Launching the globally recognised campaign This Girl Can’ was a pivotal moment. “The success of ‘This Girl Can’ in 2015 was probably, without me realising, the start of the “I can do something else and I’m really good at this” [feeling]. I’m really good at understanding behavior – it almost revealed some stuff about me that I didn’t know.”

Not long after that, Kate left her own agency, took a year out completing work with UEFA and Landrover, and then joined M&C Saatchi at the start of 2018.

“My career [has had] a number of zig zags” Kate muses. “That was interesting, now I’m going to try over here, that was interesting, now I’m going to go here. I am a very high energy person and I like working at a certain level of energy and intensity, so I suppose when I don’t have that anymore I really seek it somewhere else.”

“I have also learnt that it’s good for the soul to have a go at something else, and not be afraid of that skills transfer moment, because life’s really short, and in order to keep that level of energy and motivation you have to keep being hungry – it sounds a cliché but you know what I mean. I’ve never over-analysed it…it’s a gut feeling”

Touching on her drive, Kate shares how she inherited a need for self-sufficiency from her mum. “My mum was really brave.
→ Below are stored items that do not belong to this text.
impl RateLimiter {
    pub fn new(min_interval: Duration) -> Self {
        Self {
            min_interval,
            last_sent: Mutex::new(None),
        }
    }

    /// Negative and NaN intervals mean no limit; overflowing ones never expire.
    pub fn from_seconds(seconds: f64) -> Self {
        let interval = Duration::try_from_secs_f64(seconds.max(0.0)).unwrap_or(Duration::MAX);
        Self::new(interval)
    }

    pub fn ready(&self) -> bool {
        self.last_sent
            .lock()
            .is_none_or(|last| last.elapsed() >= self.min_interval)
    }

    pub fn mark_sent(&self) {
        *self.last_sent.lock() = Some(Instant::now());
    }

    /// Reserve the next send. The check and the stamp happen under one lock,
    /// so concurrent callers cannot both pass. The slot is released again
    /// unless [`SendSlot::commit`] is called.
    pub fn try_acquire(&self) -> Option<SendSlot<'_>> {
        let mut last_sent = self.last_sent.lock();
        if last_sent.is_some_and(|last| last.elapsed() < self.min_interval) {
            return None;
        }
        let stamped = Instant::now();
        let previous = last_sent.replace(stamped);
        Some(SendSlot {
            limiter: self,
            previous,
            stamped,
            committed: false,
        })
    }

    /// Time left until the next send is allowed.
    pub fn remaining(&self) -> Duration {
        self.last_sent
            .lock()
            .map_or(Duration::ZERO, |last| self.min_interval.saturating_sub(last.elapsed()))
    }
}

/// A reserved send on a [`RateLimiter`].
#[derive(Debug)]
pub struct SendSlot<'a> {
    limiter: &'a RateLimiter,
    previous: Option<Instant>,
    stamped: Instant,
    committed: bool,
}

impl SendSlot<'_> {
    /// Keep the reservation: the send went out.
    pub fn commit(mut self) {
        self.committed = true;
    }
}

impl Drop for SendSlot<'_> {
    fn drop(&mut self) {
        if self.committed {
            return;
        }
        let mut last_sent = self.limiter.last_sent.lock();
        // A later reservation owns the stamp now
        if *last_sent == Some(self.stamped) {
            *last_sent = self.previous;
        }
    }
}

/// Contract shared by every outbound channel.
#[async_trait]
pub trait NotificationChannel: Send + Sync {
    fn name(&self) -> &str;

    fn is_enabled(&self) -> bool;

    fn rate_limiter(&self) -> &RateLimiter;

    /// Deliver one payload. Failures are reported as `false`, never raised.
    async fn send(&self, payload: &NotificationPayload) -> bool;

    fn can_send(&self) -> bool {
        self.is_enabled() && self.rate_limiter().ready()
    }
}

/// Settings every channel file carries.
#[derive(Debug, Clone, PartialEq, Serialize, Deserialize)]
pub struct ChannelSettings {
    #[serde(default = "default_enabled")]
    pub enabled: bool,

    #[serde(default = "default_rate_limit")]
    pub rate_limit_seconds: f64,
}

fn default_enabled() -> bool {
    true
}

fn default_rate_limit() -> f64 {
    60.0
}

impl Default for ChannelSettings {
    fn default() -> Self {
        Self {
            enabled: default_enabled(),
            rate_limit_seconds: default_rate_limit(),
        }
    }
}

/// One channel file, tagged by `kind`.
#[derive(Debug, Clone, Deserialize)]
#[serde(tag = "kind", rename_all = "lowercase")]
pub enum ChannelConfig {
    Console(ConsoleConfig),
    #[serde(alias = "slack")]
    Webhook(WebhookConfig),
    Email(EmailConfig),
    Mqtt(MqttConfig),
}

impl ChannelConfig {
    /// Parse a channel document; a missing `kind` defaults to `default_kind`.
    pub fn from_yaml(text: &str, default_kind: &str) -> Result<Self> {
        let mut doc: serde_yaml::Value = serde_yaml::from_str(text)?;
        if doc.is_null() {
            doc = serde_yaml::Value::Mapping(serde_yaml::Mapping::new());
        }
        if let serde_yaml::Value::Mapping(map) = &mut doc {
            let key = serde_yaml::Value::from("kind");
            if !map.contains_key(&key) {
                map.insert(key, serde_yaml::Value::from(default_kind));
            }
        }
        Ok(serde_yaml::from_value(doc)?)
    }

    pub fn rate_limit_seconds(&self) -> f64 {
        match self {
            ChannelConfig::Console(c) => c.rate_limit_seconds,
            ChannelConfig::Webhook(c) => c.settings.rate_limit_seconds,
            ChannelConfig::Email(c) => c.settings.rate_limit_seconds,
            ChannelConfig::Mqtt(c) => c.settings.rate_limit_seconds,
        }
    }

    pub fn build(self, name: &str) -> Result<Arc<dyn NotificationChannel>> {
        let rate_limit = self.rate_limit_seconds();
        if !rate_limit.is_finite() || rate_limit < 0.0 {
            return Err(Error::channel(
                name,
                format!("rate_limit_seconds must be a finite number >= 0, got {rate_limit}"),
            ));
        }
        Ok(match self {
            ChannelConfig::Console(c) => Arc::new(ConsoleChannel::new(name, c)),
            ChannelConfig::Webhook(c) => Arc::new(WebhookChannel::new(name, c)?),
            ChannelConfig::Email(c) => Arc::new(EmailChannel::new(name, c)?),
            ChannelConfig::Mqtt(c) => Arc::new(MqttChannel::new(name, c)?),
        })
    }
}

/// Build every channel described in `dir` (`<name>.yaml` / `<name>.yml`).
///
/// A channel whose file cannot be parsed or built is logged and skipped. A
/// default console channel is added when no console file exists.
pub fn load_channels(dir: &Path) -> Vec<Arc<dyn NotificationChannel>> {
    let mut channels: Vec<Arc<dyn NotificationChannel>> = Vec::new();

    let mut files: Vec<PathBuf> = match fs::read_dir(dir) {
        Ok(entries) => entries
            .filter_map(|e| e.ok().map(|e| e.path()))
            .filter(|p| {
                p.is_file()
                    && p.extension()
                        .and_then(|e| e.to_str())
                        .is_some_and(|e| e.eq_ignore_ascii_case("yaml") || e.eq_ignore_ascii_case("yml"))
            })
            .collect(),
        Err(e) => {
            warn!(dir = %dir.display(), error = %e, "Channel config directory unreadable");
            Vec::new()
        }
    };
    files.sort();

    for path in files {
        let Some(name) = path.file_stem().and_then(|s| s.to_str()).map(str::to_string) else {
            continue;
        };
        if channels.iter().any(|c| c.name() == name) {
            warn!(channel = %name, path = %path.display(), "Duplicate channel name, skipped");
            continue;
        }
        match load_channel(&path, &name) {
            Ok(channel) => {
                info!(channel = %name, enabled = channel.is_enabled(), "Channel loaded");
                channels.push(channel);
            }
            Err(e) => warn!(channel = %name, error = %e, "Could not load channel"),
        }
    }

    if !channels.iter().any(|c| c.name() == ALWAYS_ON_CHANNEL) {
        info!(channel = ALWAYS_ON_CHANNEL, "Using default console channel");
        channels.push(Arc::new(ConsoleChannel::new(
            ALWAYS_ON_CHANNEL,
            ConsoleConfig::default(),
        )));
    }

    channels
}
She was a single mum, bringing up 4 kids, during which time she went to Africa, she had balls the size of the Albert Hall, and I think if I could be half the woman she was then I’m doing her credit.”

Given the confidence and passion Kate exudes, I wondered whether she had ever felt uncertain? And somewhat surprisingly, she had. ‘When I had my first board meeting at Sport England I had the biggest dose of imposter syndrome known to man. I sat there [thinking] what am I doing [at] this table – there were athletes, the Chief Exec of Accenture and the RFU- really impressive people ,and me! I just ran a sports PR agency… but then I thought hang on a minute, we’ve all been through the same interview process, I’ve earned my position [at] this table in the same way that they have….The reason you’re somewhere is because people want you, you have to remind yourself of that. I think if it feels right then do it, and if it doesn’t then don’t –it sounds cliché but it’s just simple.”